Recuerdo aquella noche, quedó grabada en mi memoria y me marco para toda la vida. Todo estaba a punto de terminar, dormiría unas horas más, qué gran felicidad la mía, me acompañaba un gran amigo, que estaba allí sin ninguna obligación, él sólo quería acompañarme o tal vez deseaba llenar esa pequeña soledad de la que de vez en cuando somos presos.
Todo iba a acabar con normalidad, vaya, hasta ahora deseo eso y que aquello jamás hubiese ocurrido.
El reloj demostraba una vez más su dominio, ya eran las siete de la noche y la calma era inevitable.
Llamaron a la puerta, una madre traía en sus brazos a una pequeña, no superaba los tres años de edad, debo admitir que la mujer me era muy familiar, hasta ahora no sé por qué; la recostó en la camilla y la descubrió, lo que alcancé a ver ya no era una niña, era nada más que un cuerpo moribundo que quería descansar.
Fue la única vez que realmente sentí miedo, sorpresa y desesperación, pensé que me había acostumbrado al trajín del día a día: gente muriendo, gente naciendo, sólo gente.
No supe qué hacer en ese momento, cómo reaccionar. ¡¿Qué se suponía que debía hacer?! Frustrada sólo atiné a reñir a la mujer por el muy mal estado de su hija, ella tenía la culpa y para mi siempre la tendrá.
Aquella noche fue muy larga, atendimos a la niña; tenía el pensamiento que la salvaríamos, pues que equivocada estaba, los ojos del médico de guardia sólo decían: unas horas más, sólo unas horas.
La escena para mi fue muy lamentable, digo para mi, porque al estar ya acostumbrada al sufrimiento de la gente, debió de ser un acto muy fuerte para lograr conmoverme de esa manera, era sólo una niña que no pasaba de los tres de años de edad, con miles de aparatos invadiendo su cuerpecito.
La mujer estaba a su lado, desesperada, pero con esperanza, la misma tonta esperanza que hizo que la llevara en ese estado al hospital.

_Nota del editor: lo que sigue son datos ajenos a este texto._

impl InstallCoordinator {
    /// 打开协调器
    ///
    /// 创建目录、打开注册表，并在接受任何操作前执行一次启动恢复
    pub fn open(config: &HostConfig) -> Result<Self, InstallError> {
        Self::open_with(config, Arc::new(remove_tree))
    }

    /// 使用自定义的目录删除函数打开
    #[cfg(test)]
    pub(crate) fn open_with_remover(
        config: &HostConfig,
        remover: TreeRemover,
    ) -> Result<Self, InstallError> {
        Self::open_with(config, remover)
    }

    fn open_with(config: &HostConfig, remove_live: TreeRemover) -> Result<Self, InstallError> {
        let paths = &config.paths;
        fs::create_dir_all(&paths.live_dir)?;
        fs::create_dir_all(&paths.staging_dir)?;
        if let Some(parent) = paths.database_path.parent() {
            fs::create_dir_all(parent)?;
        }

        let registry = PluginRegistry::open(&paths.database_path)?;
        let fetcher = ArchiveFetcher::new(
            &config.fetch.user_agent,
            config.retry.clone(),
            config.source_policy.clone(),
        )?;

        let inner = Coordinator {
            registry,
            fetcher,
            verifier: PackageVerifier::new(config.verify),
            policy: config.source_policy.clone(),
            fetch_limits: config.fetch.limits(),
            live_dir: paths.live_dir.clone(),
            staging_dir: paths.staging_dir.clone(),
            in_flight: Arc::new(DashMap::new()),
            remove_live,
        };

        let recovery = inner.recover()?;
        tracing::info!(
            "[COORDINATOR] 已就绪: live={}, staging={}",
            inner.live_dir.display(),
            inner.staging_dir.display()
        );
        Ok(Self {
            inner: Arc::new(inner),
            recovery,
        })
    }

    /// 启动恢复结果
    pub fn last_recovery(&self) -> &RecoveryReport {
        &self.recovery
    }

    pub fn registry(&self) -> &PluginRegistry {
        &self.inner.registry
    }

    /// 插件正式目录
    pub fn live_path(&self, plugin_id: &str) -> PathBuf {
        self.inner.live_path(plugin_id)
    }

    /// 获取插件记录，不等待插件锁
    pub fn get(&self, plugin_id: &str) -> Result<PluginRecord, InstallError> {
        Ok(self.inner.registry.get(plugin_id)?)
    }

    /// 列出全部记录，不等待插件锁
    pub fn list(&self) -> RecordListing {
        self.inner.registry.list()
    }

    /// 按状态列出记录
    pub fn list_by_state(&self, state: PluginState) -> RecordListing {
        self.inner.registry.list_by_state(state)
    }

    /// 安装插件
    pub async fn install(&self, plugin_id: &str, source: &str) -> Result<PluginRecord, InstallError> {
        self.install_with(plugin_id, source, &OperationContext::default())
            .await
    }

    /// 安装插件（带取消令牌和进度回调）
    pub async fn install_with(
        &self,
        plugin_id: &str,
        source: &str,
        ctx: &OperationContext,
    ) -> Result<PluginRecord, InstallError> {
        self.run(OperationKind::Install, plugin_id, source, ctx).await
    }

    /// 更新插件
    pub async fn update(&self, plugin_id: &str, source: &str) -> Result<PluginRecord, InstallError> {
        self.update_with(plugin_id, source, &OperationContext::default())
            .await
    }

    /// 更新插件（带取消令牌和进度回调）
    pub async fn update_with(
        &self,
        plugin_id: &str,
        source: &str,
        ctx: &OperationContext,
    ) -> Result<PluginRecord, InstallError> {
        self.run(OperationKind::Update, plugin_id, source, ctx).await
    }

    /// 卸载插件，保留 Absent 记录
    pub async fn uninstall(&self, plugin_id: &str) -> Result<PluginRecord, InstallError> {
        self.uninstall_with(plugin_id, UninstallOptions::default(), &OperationContext::default())
            .await
    }

    /// 卸载插件
    ///
    /// 对 Absent 插件是空操作。删除中途失败时记录停留在 Uninstalling，
    /// 返回 `PartialUninstall`，重试会继续清理剩余文件。
    pub async fn uninstall_with(
        &self,
        plugin_id: &str,
        options: UninstallOptions,
        ctx: &OperationContext,
    ) -> Result<PluginRecord, InstallError> {
        ensure_valid_id(plugin_id)?;
        let guard = self.inner.acquire(plugin_id)?;

        let inner = self.inner.clone();
        let plugin_id = plugin_id.to_string();
        let ctx = ctx.clone();
        detach(async move {
            let _guard = guard;
            let result = inner.uninstall(&plugin_id, options, &ctx).await;
            match &result {
                Ok(_) => ctx.report(&plugin_id, InstallStage::Complete, 100, "完成"),
                Err(e) => ctx.report(&plugin_id, InstallStage::Failed, 100, e.to_string()),
            }
            result
        })
        .await
    }

    async fn run(
        &self,
        kind: OperationKind,
        plugin_id: &str,
        source: &str,
        ctx: &OperationContext,
    ) -> Result<PluginRecord, InstallError> {
        ensure_valid_id(plugin_id)?;
        let url = self
            .inner
            .policy
            .check(source)
            .map_err(InstallError::UntrustedSource)?;
        let guard = self.inner.acquire(plugin_id)?;

        let inner = self.inner.clone();
        let plugin_id = plugin_id.to_string();
        let source = source.to_string();
        let ctx = ctx.clone();
        detach(async move {
            let _guard = guard;
            inner.run(kind, &plugin_id, &url, &source, &ctx).await
        })
        .await
    }

    #[cfg(test)]
    pub(crate) async fn prepare(
        &self,
        plugin_id: &str,
        url: &Url,
        scratch: &Path,
        ctx: &OperationContext,
    ) -> Result<VerifiedPackage, InstallError> {
        self.inner.prepare(plugin_id, url, scratch, ctx).await
    }

    #[cfg(test)]
    pub(crate) async fn promote(
        &self,
        plugin_id: &str,
        operation_id: &str,
        package: &VerifiedPackage,
        shown_source: &str,
    ) -> Result<PendingPromotion, InstallError> {
        self.inner
            .promote(plugin_id, operation_id, package, shown_source)
            .await
    }
}

/// 在独立任务中执行持有插件锁的操作
///
/// 调用方丢弃等待中的 future 时任务继续执行，记录仍会收敛到稳定状态
async fn detach<F>(operation: F) -> Result<PluginRecord, InstallError>
where
    F: Future<Output = Result<PluginRecord, InstallError>> + Send + 'static,
{
    tokio::spawn(operation)
        .await
        .map_err(|e| InstallError::Io(io::Error::new(io::ErrorKind::Other, e)))?
}
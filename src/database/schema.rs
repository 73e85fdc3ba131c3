use rusqlite::Connection;

/// 创建表结构
pub fn create_tables(conn: &Connection) -> Result<(), rusqlite::Error> {
    conn.execute_batch(
        "CREATE TABLE IF NOT EXISTS plugin_records (
            id TEXT PRIMARY KEY,
            installed_version TEXT,
            state TEXT NOT NULL,
            source TEXT,
            checksum TEXT NOT NULL DEFAULT '',
            description TEXT,
            author TEXT,
            size_bytes INTEGER NOT NULL DEFAULT 0,
            installed_at TEXT,
            updated_at TEXT NOT NULL,
            last_error TEXT
        );

        CREATE INDEX IF NOT EXISTS idx_plugin_records_state ON plugin_records(state);

        CREATE TABLE IF NOT EXISTS pending_promotions (
            plugin_id TEXT PRIMARY KEY,
            operation_id TEXT NOT NULL,
            version TEXT NOT NULL,
            checksum TEXT NOT NULL,
            source TEXT NOT NULL,
            description TEXT,
            author TEXT,
            size_bytes INTEGER NOT NULL DEFAULT 0,
            backup_path TEXT,
            created_at TEXT NOT NULL
        );",
    )
}

#[cfg(test)]
mod tests {
    use super::*;

    #[test]
    fn test_create_tables_is_idempotent() {
        let conn = Connection::open_in_memory().unwrap();
        create_tables(&conn).unwrap();
        create_tables(&conn).unwrap();

        let count: i64 = conn
            .query_row(
                "SELECT COUNT(*) FROM sqlite_master WHERE type = 'table'
                 AND name IN ('plugin_records', 'pending_promotions')",
                [],
                |row| row.get(0),
            )
            .unwrap();
        assert_eq!(count, 2);
    }
}
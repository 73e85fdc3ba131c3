//! 容错机制模块
//!
//! 提供重试与指数退避

mod retry;

pub use retry::{Retrier, RetryConfig, Transient};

Era obvio lo que venía a continuación , tan obvio que jamás lo pensé, finalmente la niña se cansó de respirar, sobrevino el paro cardiorespiratorio que nos llevará a todos y cada uno de nosotros a la muerte y así como se la llevó a ella, algún día vendrá por mi.
La mujer quebró en llanto, era su hija después de todo, en ese momento recién pude ver a una madre que lamentaba la perdida de su hija; vi a su familia llorar, nadie más lo hacia, todos estaban apenados, se notaba en sus caras, pero nadie lloraba... yo era la única.
Creo que son muy pocos los que pasan por esa experiencia de ver un cuerpo moviéndose, con algo especial dentro, que de un momento a otro deja de tener ese movimiento, siendo entonces solo materia.
Tan acostumbrada estaba que aquella fue la primera vez que llore una muerte, que realmente la lamenté, había sido tan fría conmigo misma porque era necesario, trataba de sentir algo cuando una persona dejaba de existir, pero era obligarme a sentir algo que no podía, pero aquella niña que no superaba los tres años de edad me enseñó a sentirlo.